Only 12 colleges and universities nationwide received the Minority Science and Engineering Improvement Program grants, a total of $2.9 million for this school year. CSUB was awarded $244,537 as part of the three-year grant.
The money is intended to increase the number of ethnic minorities, particularly women, studying in STEM fields. The program is part of the federal department's goal of improving STEM education to increase America's technological and scientific competitiveness.
The grant is also a boost for CSUB's new engineering program in computer engineering.
Specifically, the grant money will be used at CSUB to help engineering students overcome the hurdle that is calculus, said Charles Lam, a math instructor who wrote part of the grant.
Traditionally throughout the nation, half of engineering students drop out of programs because of struggles with calculus, he said.
CSUB will offer tailored calculus classes for students, who will get longer class and lab times, tutor help and new technology to help them overcome the hurdle.
"They will appreciate why calculus is needed in engineering," Lam said.
Another part of the grant involves building a new high school robotics program to get students excited about science early on, said Linwei Niu, CSUB assistant professor of computer science.
Local high school students will go to CSUB's campus to learn about robotics with college students and faculty.
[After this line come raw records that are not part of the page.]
use std::path::PathBuf;

use thiserror::Error;
use tracing::{error, warn};

/// Error severity for front-end display
#[derive(Debug, Clone, Copy, PartialEq, Eq)]
pub enum ErrorSeverity {
    Warning,  // recoverable
    Error,    // operation failed
    Critical, // requires user action
}

/// Domain-specific errors for script execution
#[derive(Error, Debug)]
pub enum ScriptDeckError {
    #[error("Failed to launch '{interpreter}': {source}")]
    Launch {
        interpreter: String,
        #[source]
        source: std::io::Error,
    },

    #[error("Failed to wait for script process: {0}")]
    Wait(#[source] std::io::Error),

    #[error("Script not found: {}", .0.display())]
    ScriptNotFound(PathBuf),

    #[error("USB volume is not configured or not mounted (needed for '{0}')")]
    UsbVolumeUnavailable(String),
}

impl ScriptDeckError {
    pub fn severity(&self) -> ErrorSeverity {
        match self {
            Self::Launch { .. } => ErrorSeverity::Critical,
            Self::Wait(_) => ErrorSeverity::Error,
            Self::ScriptNotFound(_) => ErrorSeverity::Error,
            Self::UsbVolumeUnavailable(_) => ErrorSeverity::Warning,
        }
    }

    /// Text shown in a result transcript when this error ends a run
    pub fn user_message(&self) -> String {
        match self {
            Self::Launch { interpreter, source } => {
                format!("Could not start {}: {}", interpreter, source)
            }
            Self::Wait(e) => format!("Lost track of the script process: {}", e),
            Self::ScriptNotFound(path) => format!("Script not found at {}", path.display()),
            Self::UsbVolumeUnavailable(raw) => {
                format!("Connect the USB drive to run {}", raw)
            }
        }
    }
}

pub type Result<T> = std::result::Result<T, ScriptDeckError>;

/// Extension trait for silent error logging with caller location tracking.
/// Use when the operation is recoverable and the user doesn't need to know.
///
/// # Examples
///
/// ```ignore
/// use script_deck::error::ResultExt;
///
/// // Keep running with defaults if the config store can't be read
/// store.load().warn_on_err();
/// ```
pub trait ResultExt<T> {
    /// Log error with caller location and return None. Use for recoverable failures.
    fn log_err(self) -> Option<T>;
    /// Log as warning with caller location and return None. Use for expected failures.
    fn warn_on_err(self) -> Option<T>;
}

impl<T, E: std::fmt::Debug> ResultExt<T> for std::result::Result<T, E> {
    #[track_caller]
    fn log_err(self) -> Option<T> {
        match self {
            Ok(value) => Some(value),
            Err(error) => {
                let caller = std::panic::Location::caller();
                error!(
                    error = ?error,
                    file = caller.file(),
                    line = caller.line(),
                    "Operation failed"
                );
                None
            }
        }
    }

    #[track_caller]
    fn warn_on_err(self) -> Option<T> {
        match self {
            Ok(value) => Some(value),
            Err(error) => {
                let caller = std::panic::Location::caller();
                warn!(
                    error = ?error,
                    file = caller.file(),
                    line = caller.line(),
                    "Operation had warning"
                );
                None
            }
        }
    }
}

#[cfg(test)]
mod tests {
    use super::*;

    #[test]
    fn test_launch_error_mentions_interpreter() {
        let err = ScriptDeckError::Launch {
            interpreter: "/usr/bin/osascript".to_string(),
            source: std::io::Error::new(std::io::ErrorKind::NotFound, "not found"),
        };
        assert!(err.to_string().contains("/usr/bin/osascript"));
        assert!(err.user_message().contains("not found"));
        assert_eq!(err.severity(), ErrorSeverity::Critical);
    }

    #[test]
    fn test_usb_error_is_a_warning() {
        let err = ScriptDeckError::UsbVolumeUnavailable("usb:backup.scpt".to_string());
        assert_eq!(err.severity(), ErrorSeverity::Warning);
        assert!(err.user_message().contains("usb:backup.scpt"));
    }

    #[test]
    fn test_result_ext_returns_value_or_none() {
        let ok: std::result::Result<u32, String> = Ok(7);
        assert_eq!(ok.log_err(), Some(7));

        let err: std::result::Result<u32, String> = Err("boom".to_string());
        assert_eq!(err.warn_on_err(), None);
    }
}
At the end of the training, high school students will compete in the FIRST Robotics high school contest that draws tens of thousands of science students nationally.
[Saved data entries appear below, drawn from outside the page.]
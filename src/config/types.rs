//! Configuration type definitions
//!
//! This module contains all the struct definitions for configuration.

use serde::de::DeserializeOwned;
use serde::{Deserialize, Serialize};
use std::path::PathBuf;
use std::time::Duration;
use tracing::warn;

use super::defaults::*;
use super::store::ConfigStore;
use crate::executor::RunnerConfig;

// ============================================
// INTERPRETER
// ============================================

/// Interpreter override
#[derive(Debug, Clone, PartialEq, Eq, Serialize, Deserialize)]
#[serde(rename_all = "camelCase")]
pub struct InterpreterConfig {
    /// Interpreter binary (tilde is expanded)
    pub path: String,
    /// Flags placed before the script path (default: none)
    #[serde(default)]
    pub args: Vec<String>,
}

impl Default for InterpreterConfig {
    fn default() -> Self {
        InterpreterConfig {
            path: DEFAULT_INTERPRETER.to_string(),
            args: DEFAULT_INTERPRETER_ARGS.iter().map(|s| s.to_string()).collect(),
        }
    }
}

// ============================================
// MAIN CONFIG
// ============================================

/// Settings consumed by the execution subsystem.
///
/// Every field is optional; the `get_*` accessors apply defaults.
#[derive(Debug, Clone, Default, PartialEq, Serialize, Deserialize)]
#[serde(rename_all = "camelCase")]
pub struct Config {
    /// Folder that relative script paths are resolved against
    #[serde(default, skip_serializing_if = "Option::is_none")]
    pub scripts_dir: Option<String>,
    /// Mount point that `usb:` paths are resolved against
    #[serde(default, skip_serializing_if = "Option::is_none")]
    pub usb_volume: Option<String>,
    #[serde(default, skip_serializing_if = "Option::is_none")]
    pub interpreter: Option<InterpreterConfig>,
    /// Elapsed-time refresh interval (default: 1000)
    #[serde(default, skip_serializing_if = "Option::is_none")]
    pub tick_interval_ms: Option<u64>,
    /// Output drain window after exit (default: 250)
    #[serde(default, skip_serializing_if = "Option::is_none")]
    pub drain_timeout_ms: Option<u64>,
    /// Persist live PIDs for orphan cleanup (default: true)
    #[serde(default, skip_serializing_if = "Option::is_none")]
    pub track_orphans: Option<bool>,
}

/// Read `key` from `store` as `T`, warning (and ignoring it) on a type mismatch
fn read_key<T: DeserializeOwned>(store: &dyn ConfigStore, key: &str) -> Option<T> {
    let value = store.get(key)?;
    match serde_json::from_value::<T>(value.clone()) {
        Ok(parsed) => Some(parsed),
        Err(e) => {
            warn!(key = key, error = %e, "Ignoring config value with unexpected type");
            None
        }
    }
}

impl Config {
    /// Build a config from the key-value store; missing or malformed keys fall back to defaults
    pub fn from_store(store: &dyn ConfigStore) -> Config {
        Config {
            scripts_dir: read_key(store, "scriptsDir"),
            usb_volume: read_key(store, "usbVolume"),
            interpreter: read_key(store, "interpreter"),
            tick_interval_ms: read_key(store, "tickIntervalMs"),
            drain_timeout_ms: read_key(store, "drainTimeoutMs"),
            track_orphans: read_key(store, "trackOrphans"),
        }
    }

    /// Returns the scripts folder with `~` expanded
    pub fn get_scripts_dir(&self) -> PathBuf {
        let raw = self.scripts_dir.as_deref().unwrap_or(DEFAULT_SCRIPTS_DIR);
        PathBuf::from(shellexpand::tilde(raw).as_ref())
    }

    /// Returns the USB mount point, if one is configured
    pub fn get_usb_volume(&self) -> Option<PathBuf> {
        self.usb_volume
            .as_deref()
            .map(|raw| PathBuf::from(shellexpand::tilde(raw).as_ref()))
    }

    pub fn get_interpreter(&self) -> InterpreterConfig {
        self.interpreter.clone().unwrap_or_default()
    }

    /// Returns the tick interval, never below [`MIN_TICK_INTERVAL_MS`]
    pub fn get_tick_interval(&self) -> Duration {
        let ms = self
            .tick_interval_ms
            .unwrap_or(DEFAULT_TICK_INTERVAL_MS)
            .max(MIN_TICK_INTERVAL_MS);
        Duration::from_millis(ms)
    }

    pub fn get_drain_timeout(&self) -> Duration {
        Duration::from_millis(self.drain_timeout_ms.unwrap_or(DEFAULT_DRAIN_TIMEOUT_MS))
    }

    pub fn get_track_orphans(&self) -> bool {
        self.track_orphans.unwrap_or(DEFAULT_TRACK_ORPHANS)
    }

    /// Launch settings for the process runner
    pub fn runner_config(&self) -> RunnerConfig {
        let interpreter = self.get_interpreter();
        RunnerConfig {
            interpreter: PathBuf::from(shellexpand::tilde(&interpreter.path).as_ref()),
            args: interpreter.args,
            drain_timeout: self.get_drain_timeout(),
        }
    }
}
Before launching the high school portion, CSUB students will train and compete in a campuswide robotics competition.
This latest grant only adds to Kern County schools' efforts to produce more scientists. On Monday, the federal department announced that Bakersfield College, CSUB and Taft College received a combined $4.1 million -- and potentially $20.7 million over five years -- for similar STEM efforts.
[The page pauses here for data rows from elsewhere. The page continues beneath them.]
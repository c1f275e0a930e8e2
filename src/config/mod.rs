//! Configuration module - Application settings
//!
//! This module provides functionality for:
//! - Loading configuration from ~/.scriptdeck/config.json
//! - Default values for all settings
//! - The key-value store the execution subsystem reads settings from
//!
//! # Module Structure
//!
//! - `defaults` - All default constant values
//! - `types` - Configuration struct definitions
//! - `store` - `ConfigStore` trait and its JSON/in-memory implementations
//! - `loader` - File system locations and loading

pub mod defaults;
mod loader;
mod store;
mod types;

pub use loader::{active_pids_path, config_path, data_dir, load_config, load_config_from};
pub use store::{ConfigStore, JsonConfigStore, MemoryConfigStore};
pub use types::{Config, InterpreterConfig};

#[cfg(test)]
#[path = "config_tests.rs"]
mod tests;
//! Cancellation manager
//!
//! Tracks the live OS process behind each running execution, keyed by
//! [`ExecutionId`], so a run can be stopped by identity.
//!
//! This module provides:
//! - Thread-safe registration/unregistration around each process lifetime
//! - SIGTERM to the child's process group on cancel
//! - Bulk termination for shutdown
//! - Optional active-PID file and orphan cleanup on the next startup
//!
//! The table is touched from the main thread (cancel) and from each
//! execution's wait thread (unregister), so it sits behind its own lock.

use crate::error::ResultExt;
use crate::execution::ExecutionId;
use crate::logging;
use anyhow::{Context, Result};
use chrono::{DateTime, Utc};
use parking_lot::RwLock;
use serde::{Deserialize, Serialize};
use std::collections::HashMap;
use std::fs;
use std::path::PathBuf;
use sysinfo::{Pid, System};

// Unix-specific process control using libc
#[cfg(unix)]
mod unix_process {
    use libc::{c_int, pid_t};

    /// Send a signal to a process group (negative PID targets the group)
    pub fn signal_process_group(pgid: u32, signal: c_int) -> Result<(), &'static str> {
        // Safety: kill() is a plain syscall with no memory safety concerns
        let rc = unsafe { libc::kill(-(pgid as pid_t), signal) };
        if rc == 0 {
            Ok(())
        } else {
            let errno = std::io::Error::last_os_error().raw_os_error().unwrap_or(0);
            match errno {
                libc::ESRCH => Err("No such process group"),
                libc::EPERM => Err("Permission denied"),
                libc::EINVAL => Err("Invalid signal"),
                _ => Err("Unknown error"),
            }
        }
    }

    pub const SIGTERM: c_int = libc::SIGTERM;
}

/// A live process owned by one execution
#[derive(Debug, Clone, PartialEq, Serialize, Deserialize)]
pub struct ProcessInfo {
    pub id: ExecutionId,
    /// Process ID; also the process group ID since children lead their own group
    pub pid: u32,
    pub script_path: String,
    pub started_at: DateTime<Utc>,
}

/// Identity -> live process table
#[derive(Debug, Default)]
pub struct CancellationManager {
    active: RwLock<HashMap<ExecutionId, ProcessInfo>>,
    /// Where the active table is mirrored for orphan cleanup; None = memory only
    active_pids_path: Option<PathBuf>,
}

impl CancellationManager {
    /// In-memory manager with no PID file
    pub fn new() -> Self {
        Self::default()
    }

    /// Manager that mirrors the active table to `path` after every change
    pub fn with_pid_file(path: PathBuf) -> Self {
        Self {
            active: RwLock::new(HashMap::new()),
            active_pids_path: Some(path),
        }
    }

    /// Track a freshly spawned process.
    ///
    /// An identity can own only one live process. If a stale entry is still
    /// present it is terminated first.
    pub fn register(&self, id: ExecutionId, pid: u32, script_path: &str) {
        let info = ProcessInfo {
            id,
            pid,
            script_path: script_path.to_string(),
            started_at: Utc::now(),
        };

        logging::log(
            "PROC",
            &format!("Registering PID {} for execution {} ({})", pid, id, script_path),
        );

        let displaced = self.active.write().insert(id, info);
        if let Some(old) = displaced {
            if old.pid != pid {
                tracing::warn!(
                    execution_id = %id,
                    old_pid = old.pid,
                    new_pid = pid,
                    "Execution already owned a live process; terminating the old one"
                );
                signal_terminate(old.pid);
            }
        }

        self.persist_or_log();
    }

    /// Stop tracking `id` if it still points at `pid`.
    ///
    /// The pid check keeps a slow wait thread from a superseded run from
    /// evicting the entry of the run that replaced it.
    pub fn unregister(&self, id: &ExecutionId, pid: u32) -> bool {
        let removed = {
            let mut active = self.active.write();
            match active.get(id) {
                Some(info) if info.pid == pid => active.remove(id).is_some(),
                _ => false,
            }
        };

        if removed {
            logging::log(
                "PROC",
                &format!("Unregistered PID {} for execution {}", pid, id),
            );
            self.persist_or_log();
        }
        removed
    }

    /// Signal the process behind `id` and forget it. No-op if not tracked.
    pub fn terminate(&self, id: &ExecutionId) -> bool {
        let Some(info) = self.active.write().remove(id) else {
            tracing::debug!(execution_id = %id, "Terminate requested for untracked execution");
            return false;
        };

        logging::log(
            "PROC",
            &format!("Terminating PID {} for execution {}", info.pid, id),
        );
        signal_terminate(info.pid);
        self.persist_or_log();
        true
    }

    /// Signal every tracked process, then clear the table
    pub fn terminate_all(&self) -> usize {
        let processes: Vec<ProcessInfo> = self.active.write().drain().map(|(_, p)| p).collect();

        if processes.is_empty() {
            logging::log("PROC", "No active processes to terminate");
            return 0;
        }

        logging::log(
            "PROC",
            &format!("Terminating {} active process(es)", processes.len()),
        );
        for info in &processes {
            signal_terminate(info.pid);
        }

        if let Some(path) = &self.active_pids_path {
            if path.exists() {
                if let Err(e) = fs::remove_file(path) {
                    logging::log("PROC", &format!("Failed to remove active PIDs file: {}", e));
                }
            }
        }
        processes.len()
    }

    pub fn is_tracked(&self, id: &ExecutionId) -> bool {
        self.active.read().contains_key(id)
    }

    pub fn pid_of(&self, id: &ExecutionId) -> Option<u32> {
        self.active.read().get(id).map(|info| info.pid)
    }

    pub fn get_active_processes(&self) -> Vec<ProcessInfo> {
        self.active.read().values().cloned().collect()
    }

    pub fn active_count(&self) -> usize {
        self.active.read().len()
    }

    /// Check if a process is currently running
    pub fn is_process_running(&self, pid: u32) -> bool {
        let mut system = System::new();
        system.refresh_processes(sysinfo::ProcessesToUpdate::All, true);
        system.process(Pid::from_u32(pid)).is_some()
    }

    /// Terminate processes left behind by a previous session.
    ///
    /// Reads the PID file, signals any entry whose process still exists and
    /// removes the file. Returns the number of processes signalled.
    pub fn cleanup_orphans(&self) -> usize {
        let Some(path) = &self.active_pids_path else {
            return 0;
        };

        let orphans = match self.load_persisted_pids() {
            Ok(orphans) => orphans,
            Err(e) => {
                tracing::warn!(error = %e, "Could not read orphan PID file");
                Vec::new()
            }
        };
        if orphans.is_empty() {
            logging::log("PROC", "No orphaned processes found");
            return 0;
        }

        let mut killed = 0;
        for info in &orphans {
            if self.is_process_running(info.pid) {
                logging::log(
                    "PROC",
                    &format!(
                        "Terminating orphaned PID {} (script: {})",
                        info.pid, info.script_path
                    ),
                );
                signal_terminate(info.pid);
                killed += 1;
            } else {
                logging::log("PROC", &format!("Orphan PID {} already exited", info.pid));
            }
        }

        if let Err(e) = fs::remove_file(path) {
            logging::log("PROC", &format!("Failed to remove orphan PIDs file: {}", e));
        }
        killed
    }

    fn persist_or_log(&self) {
        self.persist_active_pids().warn_on_err();
    }

    /// Mirror the active table to disk (temp file + rename)
    fn persist_active_pids(&self) -> Result<()> {
        let Some(path) = &self.active_pids_path else {
            return Ok(());
        };

        let processes = self.get_active_processes();

        if let Some(parent) = path.parent() {
            fs::create_dir_all(parent)
                .with_context(|| format!("Failed to create directory: {}", parent.display()))?;
        }

        let json = serde_json::to_string_pretty(&processes)
            .context("Failed to serialize active processes")?;
        let temp_path = path.with_extension("json.tmp");
        fs::write(&temp_path, json)
            .with_context(|| format!("Failed to write {}", temp_path.display()))?;
        fs::rename(&temp_path, path)
            .with_context(|| format!("Failed to rename temp file to {}", path.display()))?;
        Ok(())
    }

    fn load_persisted_pids(&self) -> Result<Vec<ProcessInfo>> {
        let Some(path) = &self.active_pids_path else {
            return Ok(Vec::new());
        };
        if !path.exists() {
            return Ok(Vec::new());
        }
        let contents = fs::read_to_string(path)
            .with_context(|| format!("Failed to read {}", path.display()))?;
        serde_json::from_str(&contents).context("Failed to parse active PIDs JSON")
    }
}

/// Send SIGTERM to the process group led by `pid`
fn signal_terminate(pid: u32) {
    #[cfg(unix)]
    {
        use unix_process::{signal_process_group, SIGTERM};

        match signal_process_group(pid, SIGTERM) {
            Ok(()) => logging::log("PROC", &format!("SIGTERM sent to PGID {}", pid)),
            Err("No such process group") => {
                logging::log("PROC", &format!("Process group {} already exited", pid))
            }
            Err(e) => logging::log(
                "PROC",
                &format!("Failed to send SIGTERM to PGID {}: {}", pid, e),
            ),
        }
    }

    #[cfg(not(unix))]
    {
        logging::log(
            "PROC",
            &format!("Non-Unix platform: cannot signal process {}", pid),
        );
    }
}

// =============================================================================
// TESTS
// =============================================================================

#[cfg(test)]
mod tests {
    use super::*;
    use tempfile::TempDir;

    fn create_test_manager() -> (CancellationManager, TempDir) {
        let temp_dir = TempDir::new().unwrap();
        let manager = CancellationManager::with_pid_file(temp_dir.path().join("active-pids.json"));
        (manager, temp_dir)
    }

    // PIDs far above any real pid_max, so signalling them is a harmless ESRCH
    const FAKE_PID_A: u32 = 999_990_001;
    const FAKE_PID_B: u32 = 999_990_002;

    #[test]
    fn test_register_and_unregister() {
        let (manager, _temp_dir) = create_test_manager();
        let id = ExecutionId::new();

        manager.register(id, FAKE_PID_A, "/scripts/a.scpt");
        assert!(manager.is_tracked(&id));
        assert_eq!(manager.pid_of(&id), Some(FAKE_PID_A));

        assert!(manager.unregister(&id, FAKE_PID_A));
        assert!(!manager.is_tracked(&id));
        assert!(!manager.unregister(&id, FAKE_PID_A));
    }

    #[test]
    fn test_unregister_ignores_mismatched_pid() {
        let (manager, _temp_dir) = create_test_manager();
        let id = ExecutionId::new();

        manager.register(id, FAKE_PID_B, "/scripts/rerun.scpt");

        assert!(!manager.unregister(&id, FAKE_PID_A));
        assert_eq!(manager.pid_of(&id), Some(FAKE_PID_B));
    }

    #[test]
    fn test_register_replaces_stale_entry_for_same_identity() {
        let (manager, _temp_dir) = create_test_manager();
        let id = ExecutionId::new();

        manager.register(id, FAKE_PID_A, "/scripts/a.scpt");
        manager.register(id, FAKE_PID_B, "/scripts/a.scpt");

        assert_eq!(manager.active_count(), 1);
        assert_eq!(manager.pid_of(&id), Some(FAKE_PID_B));
    }

    #[test]
    fn test_terminate_removes_entry() {
        let (manager, _temp_dir) = create_test_manager();
        let id = ExecutionId::new();
        manager.register(id, FAKE_PID_A, "/scripts/a.scpt");

        assert!(manager.terminate(&id));
        assert!(!manager.is_tracked(&id));
        assert!(!manager.terminate(&id));
    }

    #[test]
    fn test_terminate_all_clears_tracking() {
        let (manager, temp_dir) = create_test_manager();
        manager.register(ExecutionId::new(), FAKE_PID_A, "/fake/one.scpt");
        manager.register(ExecutionId::new(), FAKE_PID_B, "/fake/two.scpt");
        assert_eq!(manager.active_count(), 2);

        assert_eq!(manager.terminate_all(), 2);

        assert_eq!(manager.active_count(), 0);
        assert!(!temp_dir.path().join("active-pids.json").exists());
        assert_eq!(manager.terminate_all(), 0);
    }

    #[test]
    fn test_active_table_is_persisted() {
        let (manager, _temp_dir) = create_test_manager();
        let a = ExecutionId::new();
        let b = ExecutionId::new();
        manager.register(a, FAKE_PID_A, "/test/a.scpt");
        manager.register(b, FAKE_PID_B, "/test/b.scpt");

        let loaded = manager.load_persisted_pids().unwrap();
        assert_eq!(loaded.len(), 2);
        assert!(loaded.iter().any(|p| p.id == a && p.pid == FAKE_PID_A));
        assert!(loaded.iter().any(|p| p.id == b && p.pid == FAKE_PID_B));
    }

    #[test]
    fn test_memory_only_manager_never_writes() {
        let manager = CancellationManager::new();
        manager.register(ExecutionId::new(), FAKE_PID_A, "/test/a.scpt");
        assert!(manager.load_persisted_pids().unwrap().is_empty());
        assert_eq!(manager.cleanup_orphans(), 0);
    }

    #[test]
    fn test_cleanup_orphans_with_no_file() {
        let (manager, _temp_dir) = create_test_manager();
        assert_eq!(manager.cleanup_orphans(), 0);
    }

    #[test]
    fn test_cleanup_orphans_skips_dead_processes_and_removes_file() {
        let temp_dir = TempDir::new().unwrap();
        let path = temp_dir.path().join("active-pids.json");
        let stale = vec![ProcessInfo {
            id: ExecutionId::new(),
            pid: FAKE_PID_A,
            script_path: "/old/session.scpt".to_string(),
            started_at: Utc::now(),
        }];
        fs::write(&path, serde_json::to_string(&stale).unwrap()).unwrap();

        let manager = CancellationManager::with_pid_file(path.clone());
        assert_eq!(manager.cleanup_orphans(), 0);
        assert!(!path.exists());
    }

    #[test]
    fn test_is_process_running_current_process() {
        let manager = CancellationManager::new();
        assert!(manager.is_process_running(std::process::id()));
        assert!(!manager.is_process_running(u32::MAX - 1));
    }
}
That grant will be used to revamp decades-old science laboratories at BC, create a second engineering degree at CSUB and increase transfers of Taft College students to universities, among other things.
September has been a good month for CSUB as national and federal groups have given CSUB nearly $11.5 million in grants over several years for science instruction.
CSUB officials have said they have aggressively been pursuing grants and private funding in part to deal with the uncertain budget outlook.